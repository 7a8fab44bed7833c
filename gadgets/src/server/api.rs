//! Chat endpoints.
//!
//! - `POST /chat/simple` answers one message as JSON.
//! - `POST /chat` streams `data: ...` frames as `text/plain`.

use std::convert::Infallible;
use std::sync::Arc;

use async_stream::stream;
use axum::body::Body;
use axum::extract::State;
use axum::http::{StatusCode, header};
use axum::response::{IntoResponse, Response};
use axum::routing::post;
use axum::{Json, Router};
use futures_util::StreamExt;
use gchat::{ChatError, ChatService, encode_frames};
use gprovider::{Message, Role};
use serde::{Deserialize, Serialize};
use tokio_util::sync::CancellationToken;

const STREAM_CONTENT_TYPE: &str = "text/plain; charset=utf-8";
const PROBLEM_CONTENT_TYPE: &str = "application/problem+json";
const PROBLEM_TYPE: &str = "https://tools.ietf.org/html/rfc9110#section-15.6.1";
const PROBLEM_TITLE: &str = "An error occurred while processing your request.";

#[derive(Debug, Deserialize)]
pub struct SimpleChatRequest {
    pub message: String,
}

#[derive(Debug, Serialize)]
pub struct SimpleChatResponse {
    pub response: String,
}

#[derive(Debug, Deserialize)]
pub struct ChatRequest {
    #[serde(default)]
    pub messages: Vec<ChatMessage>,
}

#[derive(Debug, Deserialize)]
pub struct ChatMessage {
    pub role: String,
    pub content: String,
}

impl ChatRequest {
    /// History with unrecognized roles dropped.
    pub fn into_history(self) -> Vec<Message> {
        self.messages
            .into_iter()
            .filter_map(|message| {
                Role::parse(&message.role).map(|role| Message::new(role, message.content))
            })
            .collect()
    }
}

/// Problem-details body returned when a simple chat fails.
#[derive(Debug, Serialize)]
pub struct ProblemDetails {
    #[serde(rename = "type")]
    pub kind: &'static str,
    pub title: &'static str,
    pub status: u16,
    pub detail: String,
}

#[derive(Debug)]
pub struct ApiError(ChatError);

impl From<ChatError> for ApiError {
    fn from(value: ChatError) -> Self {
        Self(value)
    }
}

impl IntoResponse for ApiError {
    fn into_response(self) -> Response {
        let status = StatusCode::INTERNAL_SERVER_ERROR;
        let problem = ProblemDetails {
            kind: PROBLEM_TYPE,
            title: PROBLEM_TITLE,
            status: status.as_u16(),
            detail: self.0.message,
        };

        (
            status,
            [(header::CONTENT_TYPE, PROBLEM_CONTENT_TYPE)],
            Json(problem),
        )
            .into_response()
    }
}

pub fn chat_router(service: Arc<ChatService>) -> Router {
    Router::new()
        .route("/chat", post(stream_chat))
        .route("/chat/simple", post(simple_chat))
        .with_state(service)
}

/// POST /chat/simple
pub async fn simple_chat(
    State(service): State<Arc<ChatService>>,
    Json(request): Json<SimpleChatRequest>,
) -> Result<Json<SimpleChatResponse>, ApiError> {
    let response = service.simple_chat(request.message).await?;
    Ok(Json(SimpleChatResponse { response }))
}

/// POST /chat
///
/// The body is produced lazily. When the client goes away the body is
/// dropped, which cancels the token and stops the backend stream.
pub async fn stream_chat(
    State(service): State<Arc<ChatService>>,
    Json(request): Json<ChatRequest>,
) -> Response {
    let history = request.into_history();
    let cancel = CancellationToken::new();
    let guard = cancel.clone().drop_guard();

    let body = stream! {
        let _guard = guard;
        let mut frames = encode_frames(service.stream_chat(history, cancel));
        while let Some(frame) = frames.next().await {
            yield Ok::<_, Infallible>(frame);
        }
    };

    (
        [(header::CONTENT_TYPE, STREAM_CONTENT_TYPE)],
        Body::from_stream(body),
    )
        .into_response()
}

+---+

■ About this exercise:
In the answer, the listing above should be restated word for word.

■ Your solution:
repository 7a8fab44bed7833c
filename gadgets/src/server/api.rs
//! Chat endpoints.
//!
//! - `POST /chat/simple` answers one message as JSON.
//! - `POST /chat` streams `data: ...` frames as `text/plain`.

use std::convert::Infallible;
use std::sync::Arc;

use async_stream::stream;
use axum::body::Body;
use axum::extract::State;
use axum::http::{StatusCode, header};
use axum::response::{IntoResponse, Response};
use axum::routing::post;
use axum::{Json, Router};
use futures_util::StreamExt;
use gchat::{ChatError, ChatService, encode_frames};
use gprovider::{Message, Role};
use serde::{Deserialize, Serialize};
use tokio_util::sync::CancellationToken;

const STREAM_CONTENT_TYPE: &str = "text/plain; charset=utf-8";
const PROBLEM_CONTENT_TYPE: &str = "application/problem+json";
const PROBLEM_TYPE: &str = "https://tools.ietf.org/html/rfc9110#section-15.6.1";
const PROBLEM_TITLE: &str = "An error occurred while processing your request.";

#[derive(Debug, Deserialize)]
pub struct SimpleChatRequest {
    pub message: String,
}

#[derive(Debug, Serialize)]
pub struct SimpleChatResponse {
    pub response: String,
}

#[derive(Debug, Deserialize)]
pub struct ChatRequest {
    #[serde(default)]
    pub messages: Vec<ChatMessage>,
}

#[derive(Debug, Deserialize)]
pub struct ChatMessage {
    pub role: String,
    pub content: String,
}

impl ChatRequest {
    /// History with unrecognized roles dropped.
    pub fn into_history(self) -> Vec<Message> {
        self.messages
            .into_iter()
            .filter_map(|message| {
                Role::parse(&message.role).map(|role| Message::new(role, message.content))
            })
            .collect()
    }
}

/// Problem-details body returned when a simple chat fails.
#[derive(Debug, Serialize)]
pub struct ProblemDetails {
    #[serde(rename = "type")]
    pub kind: &'static str,
    pub title: &'static str,
    pub status: u16,
    pub detail: String,
}

#[derive(Debug)]
pub struct ApiError(ChatError);

impl From<ChatError> for ApiError {
    fn from(value: ChatError) -> Self {
        Self(value)
    }
}

impl IntoResponse for ApiError {
    fn into_response(self) -> Response {
        let status = StatusCode::INTERNAL_SERVER_ERROR;
        let problem = ProblemDetails {
            kind: PROBLEM_TYPE,
            title: PROBLEM_TITLE,
            status: status.as_u16(),
            detail: self.0.message,
        };

        (
            status,
            [(header::CONTENT_TYPE, PROBLEM_CONTENT_TYPE)],
            Json(problem),
        )
            .into_response()
    }
}

pub fn chat_router(service: Arc<ChatService>) -> Router {
    Router::new()
        .route("/chat", post(stream_chat))
        .route("/chat/simple", post(simple_chat))
        .with_state(service)
}

/// POST /chat/simple
pub async fn simple_chat(
    State(service): State<Arc<ChatService>>,
    Json(request): Json<SimpleChatRequest>,
) -> Result<Json<SimpleChatResponse>, ApiError> {
    let response = service.simple_chat(request.message).await?;
    Ok(Json(SimpleChatResponse { response }))
}

/// POST /chat
///
/// The body is produced lazily. When the client goes away the body is
/// dropped, which cancels the token and stops the backend stream.
pub async fn stream_chat(
    State(service): State<Arc<ChatService>>,
    Json(request): Json<ChatRequest>,
) -> Response {
    let history = request.into_history();
    let cancel = CancellationToken::new();
    let guard = cancel.clone().drop_guard();

    let body = stream! {
        let _guard = guard;
        let mut frames = encode_frames(service.stream_chat(history, cancel));
        while let Some(frame) = frames.next().await {
            yield Ok::<_, Infallible>(frame);
        }
    };

    (
        [(header::CONTENT_TYPE, STREAM_CONTENT_TYPE)],
        Body::from_stream(body),
    )
        .into_response()
}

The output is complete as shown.